J'avais coutume chaque matin dès l'aurore
D'aller au lac quand les volets dorment encore
Assister au réveil des hôtes matinaux
Qu'annonçait en piaillant le ballet des étourneaux.

Dans cet écrin de verdure, d'eaux vertes fumantes
Mille odeurs diffusaient leurs fragrances savantes
Mille doux bruits se disputaient le chef d'orchestre
Rubans sonores, clairons des sentiers sylvestres.

Sur son manteau vitreux, le lac, bel écritoire
Dessinait de squelettiques fantômes noirs
Qui cherchaient leurs racines, âmes éphémères
Dans les profondeurs d'une ancienne tourbière.

Souvent je croisais les oies dans la rue Couteau
Criaillant, me reprochant d'être là trop tôt
Tenues d'écourter leur promenade pédestre
Elles hâtaient le pas de peur que je les séquestre.
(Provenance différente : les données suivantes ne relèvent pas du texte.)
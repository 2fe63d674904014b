//! A `log` backend that feeds the dashboard's log pane.
//!
//! In dashboard mode every `log` record becomes an [`LogLine`] tagged
//! [`LogSource::Internal`] and travels over the same channel as child process
//! output, so internal diagnostics and process output share one ordered view.
//! Standalone mode installs `env_logger` instead.

use chrono::Local;
use log::{LevelFilter, Metadata, Record};
use tokio::sync::mpsc::UnboundedSender;

use crate::error::Result;
use crate::logs::{LogLine, LogSource};

/// Forwards log records as internal log lines over a channel.
pub struct PaneLogger {
    tx: UnboundedSender<LogLine>,
    level: LevelFilter,
}

impl PaneLogger {
    fn new(tx: UnboundedSender<LogLine>) -> Self {
        Self {
            tx,
            level: LevelFilter::Info,
        }
    }

    /// Installs a `PaneLogger` as the global logger.
    ///
    /// # Errors
    ///
    /// Returns an error if a global logger is already installed.
    pub fn install(tx: UnboundedSender<LogLine>) -> Result<()> {
        let logger = Self::new(tx);
        log::set_max_level(logger.level);
        log::set_boxed_logger(Box::new(logger))?;
        Ok(())
    }
}

impl log::Log for PaneLogger {
    fn enabled(&self, metadata: &Metadata) -> bool {
        metadata.level() <= self.level
    }

    fn log(&self, record: &Record) {
        if !self.enabled(record.metadata()) {
            return;
        }
        let text = format!(
            "{} {:<5} {}",
            Local::now().format("%H:%M:%S"),
            record.level(),
            record.args()
        );
        // The receiver outlives the loop; a send failure just means we are
        // shutting down.
        let _ = self.tx.send(LogLine::new(LogSource::Internal, text));
    }

    fn flush(&self) {}
}

#[cfg(test)]
mod tests {
    use super::*;
    use log::{Level, Log};
    use tokio::sync::mpsc;

    fn record(level: Level, message: &str) -> String {
        let (tx, mut rx) = mpsc::unbounded_channel();
        let logger = PaneLogger::new(tx);
        logger.log(
            &Record::builder()
                .level(level)
                .args(format_args!("{message}"))
                .build(),
        );
        rx.try_recv().expect("expected a log line").text
    }

    #[test]
    fn test_records_become_internal_lines() {
        let (tx, mut rx) = mpsc::unbounded_channel();
        let logger = PaneLogger::new(tx);
        logger.log(
            &Record::builder()
                .level(Level::Info)
                .args(format_args!("listener ready"))
                .build(),
        );

        let line = rx.try_recv().unwrap();
        assert_eq!(line.source, LogSource::Internal);
        assert!(line.text.ends_with("listener ready"));
    }

    #[test]
    fn test_line_carries_level() {
        assert!(record(Level::Error, "boom").contains("ERROR"));
        assert!(record(Level::Info, "fine").contains("INFO"));
    }
}
//! Core of burrow: expose a locally supervised process through a public
//! tunnel endpoint.
//!
//! The pieces are independent and communicate over channels: a
//! [`supervisor::Supervisor`] runs the child command, a [`watcher::Watcher`]
//! reports debounced filesystem activity, a [`tunnel::Tunnel`] holds the
//! public lease and its connection pool, and a [`proxy::Proxy`] answers the
//! tunneled requests. The `burrow` binary wires them into an event loop.

pub mod config;
pub mod error;
pub mod logging;
pub mod logs;
pub mod proxy;
pub mod shutdown;
pub mod supervisor;
pub mod tunnel;
pub mod watcher;

pub use error::{Error, Result};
Puis elles battaient l'eau et s'envolaient plus loin
Dans un effort pesant se posaient dans un coin
Attendant que l' intrus s'éloigne de la berge
Retournaient près du ponton sur la terre vierge.

A la belle saison je cueillais au passage
Tout en me piquant, de belles mûres sauvages
Et m'enivrait de fleurs, de leurs parfums primeurs
Rosée distillée des premiers rayons rieurs.

Et là, au bout du sentier, un grand carré vert
Abritait des chevaux parmi les primevères
Pâturant en concert une herbe fraîche et grasse
Au milieu des bêlements de chèvres voraces.

Ô quel bonheur j'avais de cheminer ainsi
Alertant tous mes sens, sans aucun raccourci
Je prenais tout mon temps et savourais ma chance
Cueillir la journée naissante en pleine insouciance.